Is this a load balancer problem or a Horizon server problem?

Usually both layers are involved. The Horizon server has the underlying fault, but the load balancer configuration determines whether that failed node is removed quickly and reliably from service.

What is the permanent fix?

The permanent fix is to correct health monitoring, persistence, and traffic design, and to investigate the failed Horizon Connection Server itself for service, OS, certificate, resource, or communication problems.

NSX ALB Failed to Bypass an Unhealthy Horizon Connection Server: Root Cause, Symptoms, and Permanent Fix

After deploying NSX Advanced Load Balancer (Avi) in front of Horizon Connection Servers, one specific server became unstable. Its web console would not open, Horizon services stopped, and client access became unreliable. In theory, the load balancer should have removed that bad node and directed users to healthy Horizon Connection Servers. In practice, that did not happen consistently.
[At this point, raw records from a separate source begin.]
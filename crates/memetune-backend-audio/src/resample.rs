//! Frequency-domain resampling.
//!
//! The whole signal is transformed with one FFT, the spectrum is truncated
//! (downsampling) or zero-padded (upsampling) to the target length, and an
//! inverse FFT produces the resampled signal. The signal is treated as
//! periodic, which is exact for band-limited periodic input and good enough
//! for speech.

use rustfft::num_complex::Complex;
use rustfft::FftPlanner;

/// Output length for converting `len` samples between two rates:
/// `round(len * to_rate / from_rate)`.
pub fn resampled_len(len: usize, from_rate: u32, to_rate: u32) -> usize {
    if from_rate == 0 {
        return 0;
    }
    (len as f64 * to_rate as f64 / from_rate as f64).round() as usize
}

/// Resamples `input` to exactly `num` samples.
///
/// When the shorter of the two lengths is even, its Nyquist bin is shared
/// between the positive and negative halves of the spectrum: it is doubled
/// when folding down and halved when spreading up, so the real signal keeps
/// its energy at that frequency.
pub fn resample_fft(input: &[f64], num: usize) -> Vec<f64> {
    let len = input.len();
    if len == 0 || num == 0 {
        return vec![0.0; num];
    }
    if len == num {
        return input.to_vec();
    }

    let mut planner = FftPlanner::<f64>::new();

    let mut spectrum: Vec<Complex<f64>> = input.iter().map(|&s| Complex::new(s, 0.0)).collect();
    planner.plan_fft_forward(len).process(&mut spectrum);

    // Positive half of the target spectrum, including its Nyquist bin
    let shared = len.min(num);
    let mut half = vec![Complex::new(0.0, 0.0); num / 2 + 1];
    half[..shared / 2 + 1].copy_from_slice(&spectrum[..shared / 2 + 1]);
    if shared % 2 == 0 {
        if num < len {
            half[shared / 2] *= 2.0;
        } else {
            half[shared / 2] *= 0.5;
        }
    }

    // Mirror into a Hermitian spectrum so the inverse is real
    let mut full = vec![Complex::new(0.0, 0.0); num];
    for (k, bin) in full.iter_mut().enumerate() {
        *bin = if k <= num / 2 {
            half[k]
        } else {
            half[num - k].conj()
        };
    }
    full[0].im = 0.0;
    if num % 2 == 0 {
        full[num / 2].im = 0.0;
    }

    planner.plan_fft_inverse(num).process(&mut full);

    // rustfft leaves the inverse unnormalized: 1/num for the inverse,
    // times num/len for the length change
    let scale = 1.0 / len as f64;
    full.iter().map(|c| c.re * scale).collect()
}

#[cfg(test)]
mod tests {
    use super::*;
    use std::f64::consts::PI;

    fn sine(freq: f64, rate: f64, n: usize) -> Vec<f64> {
        (0..n).map(|i| (2.0 * PI * freq * i as f64 / rate).sin()).collect()
    }

    #[test]
    fn test_resampled_len() {
        assert_eq!(resampled_len(22050, 22050, 44100), 44100);
        assert_eq!(resampled_len(1000, 16000, 22050), 1378);
        assert_eq!(resampled_len(3, 2, 3), 5); // 4.5 rounds up
        assert_eq!(resampled_len(10, 0, 8000), 0);
    }

    #[test]
    fn test_exact_output_length() {
        for num in [1, 7, 64, 99, 100, 301] {
            assert_eq!(resample_fft(&sine(3.0, 100.0, 100), num).len(), num);
        }
    }

    #[test]
    fn test_upsample_periodic_sine() {
        // 5 whole cycles in 100 samples
        let input = sine(5.0, 100.0, 100);
        let output = resample_fft(&input, 250);
        let expected = sine(5.0, 250.0, 250);
        for (a, b) in output.iter().zip(&expected) {
            assert!((a - b).abs() < 1e-9);
        }
    }

    #[test]
    fn test_downsample_periodic_sine() {
        let input = sine(4.0, 200.0, 200);
        let output = resample_fft(&input, 50);
        let expected = sine(4.0, 50.0, 50);
        for (a, b) in output.iter().zip(&expected) {
            assert!((a - b).abs() < 1e-9);
        }
    }

    #[test]
    fn test_dc_preserved() {
        let output = resample_fft(&[0.75; 30], 45);
        assert!(output.iter().all(|s| (s - 0.75).abs() < 1e-12));
    }

    #[test]
    fn test_empty_input() {
        assert!(resample_fft(&[], 0).is_empty());
        assert_eq!(resample_fft(&[], 3), vec![0.0; 3]);
    }

    #[test]
    fn test_same_length_is_identity() {
        let input = vec![0.1, -0.2, 0.3];
        assert_eq!(resample_fft(&input, 3), input);
    }
}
The immediate workaround was simple: remove the problematic Connection Server from the load balancer pool. That restored service. But that was only an operational bypass, not a permanent fix.

Problem Summary

The real issue was not just that one Horizon Connection Server failed. The bigger issue was that the load-balancing layer did not isolate the failure fast enough or accurately enough.

Critical point: if a failed Horizon Connection Server remains eligible in the NSX ALB pool, user sessions can still be sent to a server that is technically alive at the network layer but functionally dead at the application layer.

Main Symptoms

The web console on one Horizon Connection Server would not open
Horizon-related services on that server stopped or became unresponsive
Users experienced intermittent connection failures or inconsistent broker behavior
NSX ALB did not reliably steer all new sessions away from the affected server
Service stabilized only after the problematic server was excluded from the pool

Most Likely Root Causes

1. Health Monitor Was Too Shallow

This is the most likely explanation. If NSX ALB was only checking basic TCP connectivity or a superficial HTTPS response, the server could still appear healthy even though Horizon broker services or the admin interface were effectively down.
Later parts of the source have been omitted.